Visually impairing cataract, or clouding of the lens, is the leading cause of preventable blindness in the world. Presently, cataracts are treated by surgical removal of the affected lens and replacement with an artificial intraocular lens (“IOL”). Cataract extractions are among the most commonly performed operations in the world.
FIG. 1 is a diagram of an eye 10 showing some of the anatomical structures related to the surgical removal of cataracts and the implantation of IOLs. The eye 10 comprises an opacified lens 12, an optically clear cornea 14, and an iris 16. A lens capsule or capsular bag 18, located behind the iris 16 of the eye 10, contains the opacified lens 12, which is seated between an anterior capsule segment or anterior capsule 20 and a posterior capsular segment or posterior capsule 22. The anterior capsule 20 and the posterior capsule 22 meet at an equatorial region 23 of the lens capsule 18. The eye 10 also comprises an anterior chamber 24 located in front of the iris 16 and a posterior chamber 26 located between the iris 16 and the lens capsule 18.
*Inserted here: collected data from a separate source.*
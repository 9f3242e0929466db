// SPDX-License-Identifier: Apache-2.0 OR MIT
// Copyright (c) 2025-2026 naskel.com

//! Lock-holding wrapper around one collective instance.
//!
//! [`TreeCollective`] owns a [`CollState`] behind its own mutex and executes
//! the actions the state machine emits only after the lock is released.
//! Indirect sends complete inline, so a completion re-entering the
//! collective from inside `execute` finds the lock free.

use std::fmt;
use std::sync::{Arc, Weak};
use std::time::Instant;

use parking_lot::Mutex;

use super::state::{Action, CollSnapshot, CollState, ContribStatus, FenceCallback};
use super::topology::TreeTopology;
use super::types::CollKey;
use crate::context::{NodeContext, NodeId};
use crate::error::{Error, Result};
use crate::metrics::FenceMetrics;
use crate::transport::{Completion, SendStatus, TransportAdapter};

/// Direction of a tracked send.
#[derive(Clone, Copy, Debug, PartialEq, Eq)]
enum Leg {
    Up,
    Down,
}

/// One participant set's long-lived fence coordinator on this node.
pub struct TreeCollective {
    key: CollKey,
    digest: u64,
    ctx: Arc<NodeContext>,
    transport: Arc<TransportAdapter>,
    state: Mutex<CollState>,
    self_ref: Weak<TreeCollective>,
}

impl TreeCollective {
    /// Build the instance for `key`, resolving its tree position.
    ///
    /// Fails with [`Error::Topology`] when a participant cannot be placed and
    /// with [`Error::NotParticipant`] when this node hosts none of them.
    pub fn new(
        key: CollKey,
        ctx: Arc<NodeContext>,
        transport: Arc<TransportAdapter>,
    ) -> Result<Arc<Self>> {
        let hosts = ctx.layout.hostlist_for(&key.participants)?;
        if !hosts.contains(&ctx.node_id) {
            return Err(Error::NotParticipant(ctx.hostname.clone()));
        }
        let topology = TreeTopology::new(hosts, ctx.config.tree_width, ctx.node_id)?;
        log::debug!(
            "[coll] {} created: {} hosts, parent={:?}, children={:?}",
            key,
            topology.hosts().len(),
            topology.parent(),
            topology.children()
        );
        let state = CollState::new(&key, topology, ctx.node_id, ctx.config.direct_conn);
        let digest = key.digest();
        Ok(Arc::new_cyclic(|self_ref| Self {
            key,
            digest,
            ctx,
            transport,
            state: Mutex::new(state),
            self_ref: self_ref.clone(),
        }))
    }

    /// Collective key.
    pub fn key(&self) -> &CollKey {
        &self.key
    }

    /// Current generation.
    pub fn seq(&self) -> u32 {
        self.state.lock().seq()
    }

    /// Diagnostic copy of the current state.
    pub fn snapshot(&self) -> CollSnapshot {
        self.state.lock().snapshot()
    }

    /// Tree neighbourhood of this node.
    pub fn topology(&self) -> TreeTopology {
        self.state.lock().topology().clone()
    }

    fn metrics(&self) -> &FenceMetrics {
        &self.ctx.metrics
    }

    // ========================================================================
    // Contributions
    // ========================================================================

    /// Contribute local data for the next generation; returns the generation joined.
    ///
    /// `callback` fires exactly once when the call succeeds. When it fails
    /// the callback is dropped unused.
    pub fn contribute_local(&self, data: &[u8], callback: FenceCallback) -> Result<u32> {
        let mut out = Vec::new();
        let joined = {
            let mut state = self.state.lock();
            let joined = state.contribute_local(data, Some(callback), Instant::now(), &mut out)?;
            log::debug!(
                "[coll] {:016x} seq={} local contribution ({} bytes), phase {}",
                self.digest,
                joined,
                data.len(),
                state.phase()
            );
            joined
        };
        self.execute(out);
        Ok(joined)
    }

    /// FAN-IN from `sender` carrying generation `seq`.
    pub fn on_fan_in(&self, sender: NodeId, seq: u32, data: &[u8]) -> Result<ContribStatus> {
        let mut out = Vec::new();
        let result = {
            let mut state = self.state.lock();
            let before = state.snapshot();
            let result = state.contribute_from_child(sender, seq, data, Instant::now(), &mut out);
            self.note(&state, &before, "FAN-IN", sender, seq, &result);
            result
        };
        self.execute(out);
        result
    }

    /// FAN-OUT from `sender` carrying generation `seq`.
    pub fn on_fan_out(&self, sender: NodeId, seq: u32, data: &[u8]) -> Result<ContribStatus> {
        let mut out = Vec::new();
        let result = {
            let mut state = self.state.lock();
            let before = state.snapshot();
            let result = state.contribute_from_parent(sender, seq, data, &mut out);
            self.note(&state, &before, "FAN-OUT", sender, seq, &result);
            result
        };
        self.execute(out);
        result
    }

    fn note(
        &self,
        state: &CollState,
        before: &CollSnapshot,
        kind: &str,
        sender: NodeId,
        seq: u32,
        result: &Result<ContribStatus>,
    ) {
        match result {
            Ok(ContribStatus::Accepted) => log::debug!(
                "[coll] {:016x} {} seq={} from node {} accepted, phase {}",
                self.digest,
                kind,
                seq,
                sender,
                state.phase()
            ),
            Ok(ContribStatus::Duplicate) => {
                self.metrics().record_duplicate();
                log::debug!(
                    "[coll] {:016x} duplicate {} seq={} from node {} dropped",
                    self.digest,
                    kind,
                    seq,
                    sender
                );
            }
            Ok(ContribStatus::Stale) => {
                self.metrics().record_stale();
                log::debug!(
                    "[coll] {:016x} stale {} seq={} from node {} dropped (now seq={})",
                    self.digest,
                    kind,
                    seq,
                    sender,
                    state.seq()
                );
            }
            Err(Error::ProtocolDesync { expected, got }) => {
                self.metrics().record_protocol_error();
                log::error!(
                    "[coll] {:016x} {} from node {} desynchronized: expected seq={}, got seq={}",
                    self.digest,
                    kind,
                    sender,
                    expected,
                    got
                );
                self.dump(before);
            }
            Err(e) => log::warn!(
                "[coll] {:016x} {} from node {} rejected: {}",
                self.digest,
                kind,
                sender,
                e
            ),
        }
    }

    // ========================================================================
    // Timeouts
    // ========================================================================

    /// Abandon the in-flight generation when it is older than the configured timeout.
    pub fn reap(&self, now: Instant) -> bool {
        let mut out = Vec::new();
        let expired = {
            let mut state = self.state.lock();
            let seq = state.seq();
            let snapshot = state.snapshot();
            let expired = state.check_timeout(now, self.ctx.config.timeout(), &mut out);
            if expired {
                self.metrics().record_timeout();
                log::error!(
                    "[coll] {:016x} seq={} timed out after {:?} in {}",
                    self.digest,
                    seq,
                    self.ctx.config.timeout(),
                    snapshot.phase
                );
                self.dump(&snapshot);
            }
            expired
        };
        self.execute(out);
        expired
    }

    // ========================================================================
    // Diagnostics
    // ========================================================================

    /// Dump the collective at error level.
    pub fn log_state(&self) {
        let snapshot = self.snapshot();
        self.dump(&snapshot);
    }

    fn dump(&self, s: &CollSnapshot) {
        log::error!("[coll] {} on {}:", self.key, self.ctx.hostname);
        log::error!("[coll]   seq={} phase={} upward_send={:?}", s.seq, s.phase, s.upward_send);
        log::error!(
            "[coll]   local={} children={}/{} parent={}",
            s.contrib_local,
            s.children_contributed,
            s.children_expected,
            s.contrib_parent
        );
        log::error!(
            "[coll]   downward={}/{} upward_len={} downward_len={} callback={}",
            s.downward_done,
            s.downward_expected,
            s.upward_len,
            s.downward_len,
            s.callback_pending
        );
    }

    // ========================================================================
    // Action execution
    // ========================================================================

    fn execute(&self, actions: Vec<Action>) {
        for action in actions {
            match action {
                Action::SendUp { parent, seq, frame } => {
                    self.metrics().record_upward(frame.payload().len());
                    log::trace!(
                        "[coll] {:016x} seq={} FAN-IN to node {} ({} bytes)",
                        self.digest,
                        seq,
                        parent,
                        frame.len()
                    );
                    self.transport
                        .send(&[parent], &frame, self.completion(Leg::Up, seq));
                }
                Action::SendDown { to, seq, frame } => {
                    self.metrics().record_downward(frame.payload().len());
                    log::trace!(
                        "[coll] {:016x} seq={} FAN-OUT to {:?} ({} bytes)",
                        self.digest,
                        seq,
                        to,
                        frame.len()
                    );
                    self.transport
                        .send(&to, &frame, self.completion(Leg::Down, seq));
                }
                Action::Deliver { callback, data } => {
                    self.metrics().record_fence_completed();
                    callback(Ok(data));
                }
                Action::Notify { callback, error } => {
                    self.metrics().record_fence_failed();
                    log::error!("[coll] {:016x} local fence failed: {}", self.digest, error);
                    callback(Err(error));
                }
                Action::AbortStep { reason } => self.ctx.control.abort_step(&reason),
            }
        }
    }

    fn completion(&self, leg: Leg, seq: u32) -> Completion {
        let weak = self.self_ref.clone();
        Completion::new(move |status, context| {
            if let Some(this) = weak.upgrade() {
                this.metrics().record_completion(context);
                this.on_send_complete(leg, seq, status);
            }
        })
    }

    fn on_send_complete(&self, leg: Leg, seq: u32, status: SendStatus) {
        let ok = status.is_success();
        let mut out = Vec::new();
        {
            let mut state = self.state.lock();
            let handled = match leg {
                Leg::Up => state.upward_complete(seq, ok, &mut out),
                Leg::Down => state.downward_complete(seq, ok, &mut out),
            };
            if !handled {
                log::trace!(
                    "[coll] {:016x} late {:?} completion for seq={} ignored",
                    self.digest,
                    leg,
                    seq
                );
            } else if !ok {
                log::error!(
                    "[coll] {:016x} {:?} send for seq={} failed, generation abandoned",
                    self.digest,
                    leg,
                    seq
                );
            }
        }
        self.execute(out);
    }
}

impl fmt::Debug for TreeCollective {
    fn fmt(&self, f: &mut fmt::Formatter<'_>) -> fmt::Result {
        f.debug_struct("TreeCollective")
            .field("key", &self.key)
            .field("node", &self.ctx.node_id)
            .finish_non_exhaustive()
    }
}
A common technique of cataract surgery is extracapsular cataract extraction (“ECCE”), which involves the creation of an incision near the outer edge of the cornea 14 and an opening in the anterior capsule 20 (i.e., an anterior capsulotomy) through which the opacified lens 12 is removed. The lens 12 can be removed by various known methods including phacoemulsification, in which ultrasonic energy is applied to the lens to break it into small pieces that are promptly aspirated from the lens capsule 18. Thus, with the exception of the portion of the anterior capsule 20 that is removed in order to gain access to the lens 12, the lens capsule 18 remains substantially intact throughout an ECCE. The intact posterior capsule 22 provides a support for the IOL and acts as a barrier to the vitreous humor within the posterior chamber 26. Following removal of the opacified lens 12, an artificial IOL is typically implanted within the lens capsule 18 through the opening in the anterior capsule 20 to mimic the transparency and refractive function of a healthy lens. The IOL may be acted on by the zonular forces exerted by a ciliary body 28 and attached zonules 30 surrounding the periphery of the lens capsule 18. The ciliary body 28 and the zonules 30 anchor the lens capsule 18 in place and facilitate accommodation, the process by which the eye 10 changes optical power to maintain a clear focus on an image as its distance varies. In patients with damaged zonules from trauma or disease, the position of the lens capsule 18 can be unstable, which may result in deformations of the lens capsule, ineffective accommodation, difficult removal of the lens, and/or challenging implantation of an IOL.
A frequent complication of ECCE and other forms of cataract surgery is opacification of the posterior capsule 22. Posterior capsule opacification (“PCO”) results from the migration of residual lens epithelial cells from the “equatorial” region of the lens toward the center of the posterior capsule 22. One factor contributing to the development of PCO is contact between the IOL and the surface of the posterior capsule 22. Subsequent to ECCE, the lens epithelial cells may proliferate between the IOL and the surface of the posterior capsule 22, leading to wrinkling and clouding of the normally clear posterior capsule 22. If clouding of the posterior lens capsule 22 occurs within the visual axis, then the patient will experience a decrease in visual acuity and may require additional surgery to correct the patient's vision.
A widely utilized procedure to clear the visual axis of PCO is Neodymium: Yttrium-Aluminum-Garnet (“Nd:YAG”) laser capsulotomy, in which a laser beam is used to create an opening in the center of the cloudy posterior capsule. However, Nd:YAG laser capsulotomy exposes patients to the risk of severe complications that can lead to significant visual impairment or loss, such as retinal detachment, papillary block glaucoma, iris hemorrhage, uveitis/vitritis, and cystoid macula edema. Moreover, the laser energy is ordinarily directed though the IOL, which may damage the optics of the implant or disrupt its placement within the lens capsule. Also, a laser capsulotomy may compromise the accommodative ability of the lens implant. Accordingly, there exists a need to prevent the occurrence of PCO rather than treating PCO at a later date after implantation of an IOL. This is especially desirable for the new generation of IOLs (i.e., accommodating IOLs) that are capable of accommodating in response to ciliary body contraction and need an intact posterior capsule to optimally function.
The system and methods disclosed herein overcome one or more of the deficiencies of the prior art.